EX1A-15 ADD EXHB 21 ea119333ex15-3_concreitfund1.htm REINVESTMENT PLAN

Exhibit No. 15.3

 

CONCREIT FUND I LLC

 

AUTOMATIC DISTRIBUTION REINVESTMENT PLAN

 

Introduction

 

Under the Automatic Distribution Reinvestment Plan (the “Reinvestment Plan”) for Concreit Fund I LLC (the “Company”), Distributions (as defined below) declared by its manager, Concreit Fund Management LLC (the “Manager”) on membership interests of the Company (each, a “Investor Share” and, collectively “Investor Shares”) will automatically be reinvested in additional Investor Shares of the Company. Each member of the Company (the “Member” and collectively “Members”) may elect to receive Distributions in cash (i.e., “opt-out”) rather than participate in the Reinvestment Plan. For any Member that does not elect such opt-out (each, a “Participant” and collectively, “Participants”), Distributions on such Member’s Investor Shares will be reinvested by the Manager, in the form of newly issued Investor Shares, as set forth below. Participation in the Reinvestment Plan is completely voluntary, and may be terminated or resumed at any time without penalty by written notice through the Concreit mobile application (the “Concreit App”) if received and processed by the Manager prior to the record date of the applicable Distribution, subject to the restrictions and limitations set forth in the Reinvestment Plan.

 

Reinvestment Plan Details

 

1. Account. The Manager will credit the account of each Member in the same name in which such Member’s Investor Shares are registered. Whenever the Manager declares a distribution (a “Distribution”) payable in cash, non-participants in the Reinvestment Plan will receive cash and Participants in the Reinvestment Plan will receive the equivalent in Investor Shares, including fractions (“Newly Issued Investor Shares”).

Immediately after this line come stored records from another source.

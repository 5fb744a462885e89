use crate::core::badges::BadgeField;
use crate::core::profile::{DeviceClass, EffectIntensityProfile};
use crate::core::stage::Layer;
use crate::core::streaks::Streamer;
use crate::core::trail::TrailField;
use crate::core::webs::{CornerWeb, WebField};
use thiserror::Error;

#[derive(Debug, Error, PartialEq, Eq)]
pub enum OptionsError {
    #[error("unknown layer `{0}`")]
    UnknownLayer(String),
    #[error("unknown device class `{0}` (expected desktop or touch)")]
    UnknownDevice(String),
    #[error("invalid seed `{0}`")]
    InvalidSeed(String),
}

/// The five effect layers, listed back to front.
#[derive(Clone, Copy, Debug, PartialEq, Eq, Hash)]
pub enum LayerKind {
    WebField,
    Streaks,
    Corner,
    Trail,
    Badges,
}

impl LayerKind {
    pub const ALL: [LayerKind; 5] = [
        LayerKind::WebField,
        LayerKind::Streaks,
        LayerKind::Corner,
        LayerKind::Trail,
        LayerKind::Badges,
    ];

    pub fn name(self) -> &'static str {
        match self {
            LayerKind::WebField => "web-field",
            LayerKind::Streaks => "streaks",
            LayerKind::Corner => "corner",
            LayerKind::Trail => "trail",
            LayerKind::Badges => "badges",
        }
    }

    pub fn parse(s: &str) -> Result<Self, OptionsError> {
        let key = s.trim().to_ascii_lowercase();
        LayerKind::ALL
            .into_iter()
            .find(|k| k.name() == key)
            .ok_or_else(|| OptionsError::UnknownLayer(s.trim().to_string()))
    }

    /// z-index of the layer canvas inside the mount root.
    pub fn z_index(self) -> usize {
        LayerKind::ALL
            .iter()
            .position(|k| *k == self)
            .unwrap_or_default()
    }

    pub fn build(
        self,
        profile: &EffectIntensityProfile,
        seed: u64,
        sprite_count: usize,
    ) -> Box<dyn Layer> {
        let seed = layer_seed(seed, self);
        match self {
            LayerKind::WebField => Box::new(WebField::new(profile.field.clone(), seed)),
            LayerKind::Streaks => Box::new(Streamer::new(profile.streaks.clone(), seed)),
            LayerKind::Corner => Box::new(CornerWeb::new(profile.corner.clone(), seed)),
            LayerKind::Trail => Box::new(TrailField::new(profile.trail.clone(), seed)),
            LayerKind::Badges => {
                Box::new(BadgeField::new(profile.badges.clone(), sprite_count, seed))
            }
        }
    }
}

/// Gives each layer its own stream from one base seed.
pub fn layer_seed(base: u64, kind: LayerKind) -> u64 {
    base ^ (kind.z_index() as u64 + 1).wrapping_mul(0x9E37_79B9_7F4A_7C15)
}

/// What to mount: device class override, layer selection and base seed.
#[derive(Clone, Debug, PartialEq, Eq)]
pub struct MountOptions {
    /// `None` means detect from the viewport and pointer type.
    pub device: Option<DeviceClass>,
    pub layers: Vec<LayerKind>,
    /// `None` means draw a seed from the browser entropy source.
    pub seed: Option<u64>,
}

impl Default for MountOptions {
    fn default() -> Self {
        Self {
            device: None,
            layers: LayerKind::ALL.to_vec(),
            seed: None,
        }
    }
}

impl MountOptions {
    /// Parses the raw attribute values. Missing or blank values keep defaults;
    /// the layer list is reordered back to front and deduplicated.
    pub fn parse(
        device: Option<&str>,
        layers: Option<&str>,
        seed: Option<&str>,
    ) -> Result<Self, OptionsError> {
        let mut out = Self::default();

        if let Some(raw) = device.map(str::trim).filter(|s| !s.is_empty()) {
            if !raw.eq_ignore_ascii_case("auto") {
                out.device = Some(
                    DeviceClass::parse(raw)
                        .ok_or_else(|| OptionsError::UnknownDevice(raw.to_string()))?,
                );
            }
        }

        if let Some(raw) = layers.map(str::trim).filter(|s| !s.is_empty()) {
            if !raw.eq_ignore_ascii_case("all") {
                let picked = raw
                    .split(',')
                    .filter(|s| !s.trim().is_empty())
                    .map(LayerKind::parse)
                    .collect::<Result<Vec<_>, _>>()?;
                out.layers = LayerKind::ALL
                    .into_iter()
                    .filter(|k| picked.contains(k))
                    .collect();
            }
        }

        if let Some(raw) = seed.map(str::trim).filter(|s| !s.is_empty()) {
            out.seed = Some(
                raw.parse::<u64>()
                    .map_err(|_| OptionsError::InvalidSeed(raw.to_string()))?,
            );
        }

        Ok(out)
    }
}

The Manager will maintain all Participant accounts in the Reinvestment Plan and furnish electronically distributed written confirmation of all transactions in the accounts, including, but not limited to, the amount invested, the purchase price, the number of Investor Shares purchased, and total Investor Shares accumulated, including other Investor Shares registered in such Participant’s name.

 

2. Valuation. On the payment date for a Distribution, each Participant shall receive Newly Issued Investor Shares, from the Company to each Participant’s account. The number of Newly Issued Investor Shares to be credited to each Participant ’s account will be determined by dividing the dollar amount of the Distribution by the most recently computed net asset value per Investor Share (“NAV per Investor Share”). It is contemplated that the Manager will promptly pay the Distribution after the end of each calendar month.

 

3. Number of Newly Issued Investor Shares Issuable. The number of Investor Shares of the Company’s Investor Shares authorized for issuance under the Reinvestment Plan shall count towards the $50,000,000 maximum offering amount for each twelve (12) month period, in aggregate $100,000,000 of Investor Shares being offered pursuant to the offering circular dated November [Insert], as amended (the “Offering Circular”), subject and contingent upon the qualification by the SEC. A Participant shall not be able to acquire Investor Shares under the Reinvestment Plan to the extent such purchase would cause the Company to exceed the offering limit set forth in the Offering Circular.

 

4. Procedures for Participation. Holders of Investor Shares will automatically be enrolled as Participants in the Reinvestment Plan unless such holder opts-out of the Reinvestment Plan at the time of their initial subscription or upon written notice via the Concreit App to receive Distributions in cash. Participants who decide to opt-out of the Reinvestment Plan may subsequently elect to re-enroll by completing and executing an enrollment form of the Company (the “Enrollment Form”) provided through the Concreit App to. The Enrollment Form must be received by the Company 10 days prior to the Distribution payment date in order to participate in the succeeding Distribution. Otherwise such enrollment will be deemed effective with respect to any subsequent Distribution.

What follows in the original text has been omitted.